(Supplied information Opens)

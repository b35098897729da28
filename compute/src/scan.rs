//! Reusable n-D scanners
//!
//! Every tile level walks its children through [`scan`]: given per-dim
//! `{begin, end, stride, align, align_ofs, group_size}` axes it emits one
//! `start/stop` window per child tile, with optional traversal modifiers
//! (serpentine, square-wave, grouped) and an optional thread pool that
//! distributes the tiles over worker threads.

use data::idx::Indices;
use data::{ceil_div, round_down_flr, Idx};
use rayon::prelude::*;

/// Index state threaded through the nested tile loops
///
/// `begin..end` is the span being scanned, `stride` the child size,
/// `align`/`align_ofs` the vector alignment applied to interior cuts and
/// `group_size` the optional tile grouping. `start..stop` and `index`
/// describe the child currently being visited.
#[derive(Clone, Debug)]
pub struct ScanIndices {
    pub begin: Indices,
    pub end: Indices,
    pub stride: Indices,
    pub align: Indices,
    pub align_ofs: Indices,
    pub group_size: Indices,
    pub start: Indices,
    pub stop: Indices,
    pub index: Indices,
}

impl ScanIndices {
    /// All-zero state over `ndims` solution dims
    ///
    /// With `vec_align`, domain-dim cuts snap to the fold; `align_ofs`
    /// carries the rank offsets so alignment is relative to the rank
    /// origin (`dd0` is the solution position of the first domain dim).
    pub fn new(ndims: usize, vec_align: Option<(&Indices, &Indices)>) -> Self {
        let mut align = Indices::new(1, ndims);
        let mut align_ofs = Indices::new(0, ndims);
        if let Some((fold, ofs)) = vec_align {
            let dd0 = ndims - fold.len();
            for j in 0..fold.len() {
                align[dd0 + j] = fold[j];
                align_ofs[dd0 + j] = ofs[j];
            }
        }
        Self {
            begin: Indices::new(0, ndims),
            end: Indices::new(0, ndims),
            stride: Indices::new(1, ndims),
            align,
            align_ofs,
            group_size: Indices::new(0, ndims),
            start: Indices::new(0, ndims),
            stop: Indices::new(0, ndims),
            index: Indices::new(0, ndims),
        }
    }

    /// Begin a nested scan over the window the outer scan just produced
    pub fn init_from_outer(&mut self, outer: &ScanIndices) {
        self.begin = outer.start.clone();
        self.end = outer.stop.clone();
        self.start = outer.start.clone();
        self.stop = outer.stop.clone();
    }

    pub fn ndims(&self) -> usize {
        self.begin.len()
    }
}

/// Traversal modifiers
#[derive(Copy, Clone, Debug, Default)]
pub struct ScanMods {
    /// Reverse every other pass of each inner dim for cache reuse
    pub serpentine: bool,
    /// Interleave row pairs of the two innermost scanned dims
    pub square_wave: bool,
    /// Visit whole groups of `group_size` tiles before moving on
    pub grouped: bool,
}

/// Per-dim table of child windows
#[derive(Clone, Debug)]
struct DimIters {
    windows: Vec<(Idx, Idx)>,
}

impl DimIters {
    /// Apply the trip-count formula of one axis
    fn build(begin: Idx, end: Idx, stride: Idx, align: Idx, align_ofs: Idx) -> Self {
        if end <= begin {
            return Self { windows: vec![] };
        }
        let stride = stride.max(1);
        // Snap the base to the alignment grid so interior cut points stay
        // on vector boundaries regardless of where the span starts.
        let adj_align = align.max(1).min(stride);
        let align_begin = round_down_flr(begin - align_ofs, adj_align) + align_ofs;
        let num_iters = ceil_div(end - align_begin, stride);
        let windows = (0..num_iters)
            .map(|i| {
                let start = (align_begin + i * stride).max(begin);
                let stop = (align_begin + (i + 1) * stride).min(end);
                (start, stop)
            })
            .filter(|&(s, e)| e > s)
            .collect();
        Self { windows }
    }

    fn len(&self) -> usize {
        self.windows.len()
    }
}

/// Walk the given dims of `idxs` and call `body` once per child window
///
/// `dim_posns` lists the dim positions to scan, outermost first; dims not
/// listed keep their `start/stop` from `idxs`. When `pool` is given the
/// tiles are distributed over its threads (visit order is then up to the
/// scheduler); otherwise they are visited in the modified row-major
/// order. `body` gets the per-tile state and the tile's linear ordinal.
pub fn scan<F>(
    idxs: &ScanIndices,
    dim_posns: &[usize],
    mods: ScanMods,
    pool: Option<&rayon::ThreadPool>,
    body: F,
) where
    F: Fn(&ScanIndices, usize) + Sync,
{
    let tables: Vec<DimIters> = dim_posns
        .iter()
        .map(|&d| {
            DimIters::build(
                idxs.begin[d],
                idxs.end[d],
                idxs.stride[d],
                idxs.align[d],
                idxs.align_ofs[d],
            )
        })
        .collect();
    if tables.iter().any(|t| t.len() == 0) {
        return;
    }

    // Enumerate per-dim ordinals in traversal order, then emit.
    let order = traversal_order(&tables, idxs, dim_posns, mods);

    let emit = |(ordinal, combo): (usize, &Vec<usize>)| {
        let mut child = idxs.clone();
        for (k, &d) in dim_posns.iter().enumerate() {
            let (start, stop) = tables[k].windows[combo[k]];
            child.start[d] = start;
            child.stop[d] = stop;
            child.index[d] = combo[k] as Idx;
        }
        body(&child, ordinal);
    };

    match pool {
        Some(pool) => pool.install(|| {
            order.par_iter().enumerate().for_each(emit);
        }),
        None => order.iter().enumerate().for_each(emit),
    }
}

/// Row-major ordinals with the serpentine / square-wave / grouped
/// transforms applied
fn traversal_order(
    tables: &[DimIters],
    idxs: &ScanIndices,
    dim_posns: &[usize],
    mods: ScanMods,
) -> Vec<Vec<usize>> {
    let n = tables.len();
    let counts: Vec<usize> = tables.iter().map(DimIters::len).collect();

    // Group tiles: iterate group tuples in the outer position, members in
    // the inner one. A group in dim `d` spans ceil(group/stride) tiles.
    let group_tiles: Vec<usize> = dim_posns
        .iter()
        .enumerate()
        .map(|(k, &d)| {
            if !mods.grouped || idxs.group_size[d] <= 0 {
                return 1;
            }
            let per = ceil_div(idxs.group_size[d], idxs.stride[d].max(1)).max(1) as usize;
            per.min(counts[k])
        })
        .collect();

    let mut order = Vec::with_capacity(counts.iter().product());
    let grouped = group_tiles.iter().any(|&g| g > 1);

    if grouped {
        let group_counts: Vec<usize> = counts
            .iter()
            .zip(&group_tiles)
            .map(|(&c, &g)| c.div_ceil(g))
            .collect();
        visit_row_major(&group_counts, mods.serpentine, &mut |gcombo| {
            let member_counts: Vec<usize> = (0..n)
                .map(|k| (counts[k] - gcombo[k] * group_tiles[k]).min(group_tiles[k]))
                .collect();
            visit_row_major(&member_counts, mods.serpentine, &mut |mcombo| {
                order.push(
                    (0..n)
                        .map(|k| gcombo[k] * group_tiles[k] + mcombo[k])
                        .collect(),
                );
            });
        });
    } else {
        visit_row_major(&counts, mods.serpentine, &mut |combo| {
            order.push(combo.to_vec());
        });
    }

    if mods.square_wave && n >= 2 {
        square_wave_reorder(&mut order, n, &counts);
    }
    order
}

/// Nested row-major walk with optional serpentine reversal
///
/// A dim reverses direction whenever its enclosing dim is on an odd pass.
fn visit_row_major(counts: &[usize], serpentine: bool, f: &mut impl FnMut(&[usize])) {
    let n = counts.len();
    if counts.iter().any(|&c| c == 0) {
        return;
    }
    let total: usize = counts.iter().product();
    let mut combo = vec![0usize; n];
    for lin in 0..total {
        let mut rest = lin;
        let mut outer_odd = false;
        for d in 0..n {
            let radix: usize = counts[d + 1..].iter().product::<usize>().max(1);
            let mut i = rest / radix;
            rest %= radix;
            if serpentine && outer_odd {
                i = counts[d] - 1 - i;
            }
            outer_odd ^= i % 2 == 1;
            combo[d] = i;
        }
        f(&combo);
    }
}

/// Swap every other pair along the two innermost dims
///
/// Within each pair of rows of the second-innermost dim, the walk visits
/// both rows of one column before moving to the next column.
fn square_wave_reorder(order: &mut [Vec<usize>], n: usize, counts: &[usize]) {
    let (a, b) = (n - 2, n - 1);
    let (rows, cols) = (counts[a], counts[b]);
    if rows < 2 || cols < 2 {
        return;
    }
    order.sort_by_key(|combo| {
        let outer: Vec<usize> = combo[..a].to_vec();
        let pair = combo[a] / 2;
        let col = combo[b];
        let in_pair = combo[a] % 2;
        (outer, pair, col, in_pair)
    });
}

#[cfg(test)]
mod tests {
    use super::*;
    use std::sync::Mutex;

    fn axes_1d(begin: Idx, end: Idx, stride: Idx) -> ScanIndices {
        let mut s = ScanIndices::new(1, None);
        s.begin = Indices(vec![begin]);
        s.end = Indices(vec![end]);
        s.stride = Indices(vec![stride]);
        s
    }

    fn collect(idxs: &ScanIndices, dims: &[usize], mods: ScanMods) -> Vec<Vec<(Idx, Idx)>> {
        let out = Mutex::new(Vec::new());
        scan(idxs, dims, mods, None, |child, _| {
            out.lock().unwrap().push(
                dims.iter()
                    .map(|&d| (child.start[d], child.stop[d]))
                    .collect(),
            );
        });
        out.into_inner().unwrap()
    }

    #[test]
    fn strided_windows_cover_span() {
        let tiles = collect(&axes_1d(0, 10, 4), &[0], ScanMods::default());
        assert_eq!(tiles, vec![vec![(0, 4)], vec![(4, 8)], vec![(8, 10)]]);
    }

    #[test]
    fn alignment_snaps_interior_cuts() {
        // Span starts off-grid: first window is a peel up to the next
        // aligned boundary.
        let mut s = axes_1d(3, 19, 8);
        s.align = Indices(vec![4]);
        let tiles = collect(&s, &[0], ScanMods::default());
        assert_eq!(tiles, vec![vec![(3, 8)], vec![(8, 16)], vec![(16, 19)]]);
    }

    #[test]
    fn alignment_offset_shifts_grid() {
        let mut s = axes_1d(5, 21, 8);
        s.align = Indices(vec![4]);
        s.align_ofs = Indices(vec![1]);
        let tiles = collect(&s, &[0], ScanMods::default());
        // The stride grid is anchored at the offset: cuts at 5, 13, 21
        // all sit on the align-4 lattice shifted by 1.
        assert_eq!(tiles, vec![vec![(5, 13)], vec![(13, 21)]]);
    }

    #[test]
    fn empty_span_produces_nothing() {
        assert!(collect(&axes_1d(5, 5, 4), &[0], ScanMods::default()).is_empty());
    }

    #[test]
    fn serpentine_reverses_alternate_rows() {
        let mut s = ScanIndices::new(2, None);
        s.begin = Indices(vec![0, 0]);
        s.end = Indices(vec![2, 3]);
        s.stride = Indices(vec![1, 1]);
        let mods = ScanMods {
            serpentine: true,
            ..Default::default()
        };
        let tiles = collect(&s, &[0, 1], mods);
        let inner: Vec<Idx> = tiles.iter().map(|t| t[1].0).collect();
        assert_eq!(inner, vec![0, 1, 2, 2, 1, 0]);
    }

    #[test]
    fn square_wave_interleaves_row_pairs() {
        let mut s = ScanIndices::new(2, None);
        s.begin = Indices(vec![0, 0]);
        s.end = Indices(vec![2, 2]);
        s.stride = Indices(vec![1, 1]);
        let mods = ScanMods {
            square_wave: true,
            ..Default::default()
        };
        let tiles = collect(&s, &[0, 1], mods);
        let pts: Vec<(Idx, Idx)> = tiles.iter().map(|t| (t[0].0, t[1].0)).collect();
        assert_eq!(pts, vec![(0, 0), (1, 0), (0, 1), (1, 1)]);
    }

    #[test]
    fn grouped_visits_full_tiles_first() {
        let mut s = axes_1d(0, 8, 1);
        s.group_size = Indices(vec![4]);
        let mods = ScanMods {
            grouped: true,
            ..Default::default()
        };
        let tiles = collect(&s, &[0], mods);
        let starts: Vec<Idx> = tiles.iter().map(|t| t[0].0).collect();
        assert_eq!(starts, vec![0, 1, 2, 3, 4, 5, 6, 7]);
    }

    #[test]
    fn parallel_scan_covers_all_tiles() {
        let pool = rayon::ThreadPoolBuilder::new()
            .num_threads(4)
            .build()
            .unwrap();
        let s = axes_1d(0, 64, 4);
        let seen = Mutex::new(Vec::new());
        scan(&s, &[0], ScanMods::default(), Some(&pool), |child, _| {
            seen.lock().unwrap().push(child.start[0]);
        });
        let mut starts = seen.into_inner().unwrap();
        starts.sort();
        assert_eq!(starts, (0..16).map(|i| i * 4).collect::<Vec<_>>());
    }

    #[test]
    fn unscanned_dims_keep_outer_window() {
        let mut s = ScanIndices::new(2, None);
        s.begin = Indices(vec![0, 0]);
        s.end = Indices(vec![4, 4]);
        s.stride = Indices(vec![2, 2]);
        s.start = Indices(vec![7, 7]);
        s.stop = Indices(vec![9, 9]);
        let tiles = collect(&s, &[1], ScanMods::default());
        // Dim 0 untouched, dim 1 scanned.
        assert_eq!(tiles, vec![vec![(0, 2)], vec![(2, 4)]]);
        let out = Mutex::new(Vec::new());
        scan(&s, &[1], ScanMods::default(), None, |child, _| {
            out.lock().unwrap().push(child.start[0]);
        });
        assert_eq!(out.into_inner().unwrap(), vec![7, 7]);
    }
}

(Supplied information Closes)
(Supplied information Opens)

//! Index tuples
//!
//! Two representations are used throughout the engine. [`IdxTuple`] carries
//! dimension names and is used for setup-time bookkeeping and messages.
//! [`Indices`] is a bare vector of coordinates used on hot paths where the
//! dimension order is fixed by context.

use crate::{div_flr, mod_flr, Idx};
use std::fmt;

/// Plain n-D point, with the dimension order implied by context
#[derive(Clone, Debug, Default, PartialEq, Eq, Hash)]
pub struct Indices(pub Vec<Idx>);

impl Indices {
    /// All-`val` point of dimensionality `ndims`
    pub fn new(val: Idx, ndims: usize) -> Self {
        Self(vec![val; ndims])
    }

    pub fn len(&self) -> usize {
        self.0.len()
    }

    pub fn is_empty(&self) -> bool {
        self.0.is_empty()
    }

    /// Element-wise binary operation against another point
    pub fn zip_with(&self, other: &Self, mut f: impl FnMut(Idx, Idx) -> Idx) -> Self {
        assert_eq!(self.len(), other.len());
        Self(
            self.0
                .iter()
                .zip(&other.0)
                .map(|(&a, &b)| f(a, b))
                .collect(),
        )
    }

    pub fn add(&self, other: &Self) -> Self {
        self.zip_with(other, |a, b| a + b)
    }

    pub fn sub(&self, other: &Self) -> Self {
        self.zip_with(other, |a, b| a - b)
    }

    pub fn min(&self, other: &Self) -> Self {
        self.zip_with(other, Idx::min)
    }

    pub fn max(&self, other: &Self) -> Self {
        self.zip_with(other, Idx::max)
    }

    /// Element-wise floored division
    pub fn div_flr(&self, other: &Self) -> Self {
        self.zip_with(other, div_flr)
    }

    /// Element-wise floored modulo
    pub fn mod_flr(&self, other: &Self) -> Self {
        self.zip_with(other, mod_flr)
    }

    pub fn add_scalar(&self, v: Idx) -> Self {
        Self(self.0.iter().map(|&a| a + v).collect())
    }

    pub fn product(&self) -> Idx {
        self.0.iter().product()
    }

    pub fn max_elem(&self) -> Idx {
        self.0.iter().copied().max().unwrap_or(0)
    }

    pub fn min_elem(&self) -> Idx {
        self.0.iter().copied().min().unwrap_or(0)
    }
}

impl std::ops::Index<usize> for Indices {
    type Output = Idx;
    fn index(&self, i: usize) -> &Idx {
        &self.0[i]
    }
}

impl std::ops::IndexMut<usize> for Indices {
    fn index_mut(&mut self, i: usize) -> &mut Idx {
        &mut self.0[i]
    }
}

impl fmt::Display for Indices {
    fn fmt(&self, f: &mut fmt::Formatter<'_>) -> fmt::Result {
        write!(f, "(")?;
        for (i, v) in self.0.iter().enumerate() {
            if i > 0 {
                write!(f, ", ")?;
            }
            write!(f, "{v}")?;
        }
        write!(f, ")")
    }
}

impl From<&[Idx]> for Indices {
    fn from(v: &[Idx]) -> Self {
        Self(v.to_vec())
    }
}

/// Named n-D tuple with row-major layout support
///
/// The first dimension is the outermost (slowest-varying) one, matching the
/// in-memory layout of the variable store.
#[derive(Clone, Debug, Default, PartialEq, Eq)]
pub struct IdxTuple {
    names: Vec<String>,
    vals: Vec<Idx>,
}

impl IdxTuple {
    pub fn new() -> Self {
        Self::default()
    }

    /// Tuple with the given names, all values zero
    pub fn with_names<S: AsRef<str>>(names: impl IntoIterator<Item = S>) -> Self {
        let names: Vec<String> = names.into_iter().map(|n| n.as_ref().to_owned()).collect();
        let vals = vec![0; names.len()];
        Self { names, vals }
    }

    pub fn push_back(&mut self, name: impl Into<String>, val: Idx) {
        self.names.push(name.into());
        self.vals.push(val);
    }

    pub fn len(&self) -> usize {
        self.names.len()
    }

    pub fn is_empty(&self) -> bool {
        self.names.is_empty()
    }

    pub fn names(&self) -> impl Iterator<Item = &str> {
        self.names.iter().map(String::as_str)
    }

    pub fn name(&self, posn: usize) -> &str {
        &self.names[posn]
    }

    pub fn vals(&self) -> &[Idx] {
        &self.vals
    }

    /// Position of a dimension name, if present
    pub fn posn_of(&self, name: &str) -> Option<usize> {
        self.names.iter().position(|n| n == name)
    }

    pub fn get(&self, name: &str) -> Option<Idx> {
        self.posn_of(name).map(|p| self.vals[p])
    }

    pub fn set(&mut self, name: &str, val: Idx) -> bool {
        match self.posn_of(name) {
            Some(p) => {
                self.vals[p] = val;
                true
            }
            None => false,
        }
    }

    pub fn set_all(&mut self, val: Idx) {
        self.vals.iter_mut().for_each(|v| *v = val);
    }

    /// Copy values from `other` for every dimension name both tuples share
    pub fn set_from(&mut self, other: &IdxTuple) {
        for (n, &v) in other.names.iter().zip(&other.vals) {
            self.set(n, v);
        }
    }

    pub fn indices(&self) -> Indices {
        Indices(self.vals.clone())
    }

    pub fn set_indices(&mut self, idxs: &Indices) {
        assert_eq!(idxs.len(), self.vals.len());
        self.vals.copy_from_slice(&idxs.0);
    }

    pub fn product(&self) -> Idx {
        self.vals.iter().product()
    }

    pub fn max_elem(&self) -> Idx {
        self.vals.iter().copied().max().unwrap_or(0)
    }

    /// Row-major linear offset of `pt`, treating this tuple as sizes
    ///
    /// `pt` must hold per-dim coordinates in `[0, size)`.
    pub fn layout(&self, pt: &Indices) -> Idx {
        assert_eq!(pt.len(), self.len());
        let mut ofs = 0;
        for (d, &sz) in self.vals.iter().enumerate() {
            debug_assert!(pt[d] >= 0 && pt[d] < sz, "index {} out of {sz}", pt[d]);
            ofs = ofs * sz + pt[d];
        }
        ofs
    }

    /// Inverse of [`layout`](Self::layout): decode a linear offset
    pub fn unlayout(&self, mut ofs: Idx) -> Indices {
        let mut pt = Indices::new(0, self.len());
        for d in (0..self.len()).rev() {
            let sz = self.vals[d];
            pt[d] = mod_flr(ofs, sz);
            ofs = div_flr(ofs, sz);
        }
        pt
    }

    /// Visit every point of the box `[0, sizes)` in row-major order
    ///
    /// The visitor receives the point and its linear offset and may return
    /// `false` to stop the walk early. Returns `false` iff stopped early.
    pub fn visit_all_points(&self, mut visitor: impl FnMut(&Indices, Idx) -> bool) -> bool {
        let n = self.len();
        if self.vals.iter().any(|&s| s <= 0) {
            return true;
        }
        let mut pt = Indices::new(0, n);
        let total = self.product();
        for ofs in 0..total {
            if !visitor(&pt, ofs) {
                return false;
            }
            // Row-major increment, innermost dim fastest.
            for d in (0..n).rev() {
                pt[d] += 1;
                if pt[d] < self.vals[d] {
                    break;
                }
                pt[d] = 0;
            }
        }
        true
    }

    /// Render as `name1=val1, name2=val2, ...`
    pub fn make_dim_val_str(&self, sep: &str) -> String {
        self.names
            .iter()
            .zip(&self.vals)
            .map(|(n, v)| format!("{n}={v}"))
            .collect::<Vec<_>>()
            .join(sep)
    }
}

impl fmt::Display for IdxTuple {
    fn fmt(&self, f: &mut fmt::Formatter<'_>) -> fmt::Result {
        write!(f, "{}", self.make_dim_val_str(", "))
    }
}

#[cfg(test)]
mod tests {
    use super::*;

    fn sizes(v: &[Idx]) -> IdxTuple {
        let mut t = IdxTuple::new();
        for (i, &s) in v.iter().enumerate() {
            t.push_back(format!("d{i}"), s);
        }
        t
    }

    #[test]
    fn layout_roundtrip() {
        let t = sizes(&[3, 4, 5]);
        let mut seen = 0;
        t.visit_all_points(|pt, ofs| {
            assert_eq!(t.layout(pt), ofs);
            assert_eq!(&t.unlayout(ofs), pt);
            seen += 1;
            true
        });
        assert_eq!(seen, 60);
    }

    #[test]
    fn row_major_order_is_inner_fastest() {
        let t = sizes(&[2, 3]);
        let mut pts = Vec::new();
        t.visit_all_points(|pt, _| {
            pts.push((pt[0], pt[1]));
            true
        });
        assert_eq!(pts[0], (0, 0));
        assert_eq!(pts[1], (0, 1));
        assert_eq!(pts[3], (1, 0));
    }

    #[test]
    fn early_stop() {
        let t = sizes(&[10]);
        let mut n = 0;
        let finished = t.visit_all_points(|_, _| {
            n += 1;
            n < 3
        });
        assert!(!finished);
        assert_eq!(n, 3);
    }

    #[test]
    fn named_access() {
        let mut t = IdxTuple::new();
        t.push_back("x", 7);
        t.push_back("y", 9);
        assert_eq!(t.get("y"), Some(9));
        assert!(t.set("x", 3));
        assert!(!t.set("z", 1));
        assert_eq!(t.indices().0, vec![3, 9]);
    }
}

(Supplied information Closes)

> [Task prompt]:
Nothing but a number is wanted: how many lines in the records above include "cols".

> [Finished task]:
2